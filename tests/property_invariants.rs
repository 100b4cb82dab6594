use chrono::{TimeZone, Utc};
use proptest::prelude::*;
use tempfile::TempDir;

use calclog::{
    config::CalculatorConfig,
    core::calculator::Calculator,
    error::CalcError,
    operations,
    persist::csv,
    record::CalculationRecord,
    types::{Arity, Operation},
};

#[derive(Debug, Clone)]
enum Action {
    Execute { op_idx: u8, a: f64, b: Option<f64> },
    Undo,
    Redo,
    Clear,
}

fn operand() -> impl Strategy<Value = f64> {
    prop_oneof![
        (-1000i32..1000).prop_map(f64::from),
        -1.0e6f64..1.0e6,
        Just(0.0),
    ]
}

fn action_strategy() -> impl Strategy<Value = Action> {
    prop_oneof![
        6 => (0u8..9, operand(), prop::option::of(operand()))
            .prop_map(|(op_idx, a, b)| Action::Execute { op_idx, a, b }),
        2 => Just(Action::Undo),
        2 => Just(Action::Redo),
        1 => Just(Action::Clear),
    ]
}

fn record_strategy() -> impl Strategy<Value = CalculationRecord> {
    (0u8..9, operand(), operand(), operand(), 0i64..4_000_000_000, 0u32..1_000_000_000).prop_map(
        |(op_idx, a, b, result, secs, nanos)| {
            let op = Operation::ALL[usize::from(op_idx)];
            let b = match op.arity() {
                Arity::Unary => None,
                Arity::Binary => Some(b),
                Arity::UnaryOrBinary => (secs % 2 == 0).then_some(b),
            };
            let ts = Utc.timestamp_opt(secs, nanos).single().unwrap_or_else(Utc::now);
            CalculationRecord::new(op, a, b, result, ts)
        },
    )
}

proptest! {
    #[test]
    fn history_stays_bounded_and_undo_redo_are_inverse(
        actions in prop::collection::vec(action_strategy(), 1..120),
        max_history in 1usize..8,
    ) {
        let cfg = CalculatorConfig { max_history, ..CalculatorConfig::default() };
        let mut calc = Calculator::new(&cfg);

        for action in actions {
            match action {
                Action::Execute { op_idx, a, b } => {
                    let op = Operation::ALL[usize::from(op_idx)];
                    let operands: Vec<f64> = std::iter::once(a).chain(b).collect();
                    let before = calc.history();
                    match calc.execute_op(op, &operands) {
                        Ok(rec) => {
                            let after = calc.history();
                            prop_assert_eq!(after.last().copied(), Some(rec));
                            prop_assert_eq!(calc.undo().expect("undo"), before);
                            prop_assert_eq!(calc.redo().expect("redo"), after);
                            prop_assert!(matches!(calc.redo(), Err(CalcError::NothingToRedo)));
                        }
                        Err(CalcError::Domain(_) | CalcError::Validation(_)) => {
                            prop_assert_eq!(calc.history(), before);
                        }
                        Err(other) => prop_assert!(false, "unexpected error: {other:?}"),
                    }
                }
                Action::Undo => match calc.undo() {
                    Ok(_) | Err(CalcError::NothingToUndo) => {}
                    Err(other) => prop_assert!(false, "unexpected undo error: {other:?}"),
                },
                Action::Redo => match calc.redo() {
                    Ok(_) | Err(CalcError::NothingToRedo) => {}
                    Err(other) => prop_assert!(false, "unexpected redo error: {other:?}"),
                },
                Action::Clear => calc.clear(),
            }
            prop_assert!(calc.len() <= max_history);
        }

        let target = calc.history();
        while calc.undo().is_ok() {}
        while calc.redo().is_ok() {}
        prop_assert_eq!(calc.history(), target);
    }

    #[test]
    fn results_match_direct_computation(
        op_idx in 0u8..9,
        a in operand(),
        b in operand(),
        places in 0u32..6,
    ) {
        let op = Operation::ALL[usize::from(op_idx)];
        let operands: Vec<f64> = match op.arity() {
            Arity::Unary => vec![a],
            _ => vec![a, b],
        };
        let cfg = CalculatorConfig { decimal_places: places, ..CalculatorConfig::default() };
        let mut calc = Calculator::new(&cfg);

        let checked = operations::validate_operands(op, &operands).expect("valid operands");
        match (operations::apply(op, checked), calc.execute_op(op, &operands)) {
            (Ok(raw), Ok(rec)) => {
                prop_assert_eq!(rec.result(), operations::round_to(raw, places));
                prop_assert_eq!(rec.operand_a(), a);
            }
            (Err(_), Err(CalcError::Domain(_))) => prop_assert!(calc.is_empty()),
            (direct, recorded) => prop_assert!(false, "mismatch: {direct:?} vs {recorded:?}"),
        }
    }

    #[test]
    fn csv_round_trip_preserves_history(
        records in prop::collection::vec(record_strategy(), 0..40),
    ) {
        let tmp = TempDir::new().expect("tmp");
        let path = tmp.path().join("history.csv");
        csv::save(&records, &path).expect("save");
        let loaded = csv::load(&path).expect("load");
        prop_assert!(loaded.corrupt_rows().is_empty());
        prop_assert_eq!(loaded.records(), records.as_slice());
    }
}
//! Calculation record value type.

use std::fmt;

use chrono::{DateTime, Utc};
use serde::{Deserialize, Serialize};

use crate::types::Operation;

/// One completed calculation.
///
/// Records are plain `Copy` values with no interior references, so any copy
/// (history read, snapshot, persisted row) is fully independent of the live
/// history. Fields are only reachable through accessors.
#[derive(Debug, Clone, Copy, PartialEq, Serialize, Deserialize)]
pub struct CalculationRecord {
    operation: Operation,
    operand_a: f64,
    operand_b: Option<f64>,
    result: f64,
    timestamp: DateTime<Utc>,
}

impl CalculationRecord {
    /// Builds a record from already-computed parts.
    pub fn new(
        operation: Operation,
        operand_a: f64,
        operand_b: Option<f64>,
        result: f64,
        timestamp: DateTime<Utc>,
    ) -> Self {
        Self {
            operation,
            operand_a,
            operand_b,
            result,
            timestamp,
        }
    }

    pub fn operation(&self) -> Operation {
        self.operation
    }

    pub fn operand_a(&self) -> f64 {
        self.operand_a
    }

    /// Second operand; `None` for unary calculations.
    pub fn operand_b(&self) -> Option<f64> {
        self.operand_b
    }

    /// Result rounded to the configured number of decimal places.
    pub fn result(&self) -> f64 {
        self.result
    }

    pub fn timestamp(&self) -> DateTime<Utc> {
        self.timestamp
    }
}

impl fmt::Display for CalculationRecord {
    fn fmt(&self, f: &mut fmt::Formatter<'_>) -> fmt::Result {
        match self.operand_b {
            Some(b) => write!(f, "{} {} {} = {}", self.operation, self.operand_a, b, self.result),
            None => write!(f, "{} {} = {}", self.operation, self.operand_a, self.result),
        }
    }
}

* [Work item]:
Beginning with the line in which "pub fn result(&self)" appears, set down each line through the last one in the listing, unchanged and with no extras.

* [Output below]:
    pub fn result(&self) -> f64 {
        self.result
    }

    pub fn timestamp(&self) -> DateTime<Utc> {
        self.timestamp
    }
}

impl fmt::Display for CalculationRecord {
    fn fmt(&self, f: &mut fmt::Formatter<'_>) -> fmt::Result {
        match self.operand_b {
            Some(b) => write!(f, "{} {} {} = {}", self.operation, self.operand_a, b, self.result),
            None => write!(f, "{} {} = {}", self.operation, self.operand_a, self.result),
        }
    }
}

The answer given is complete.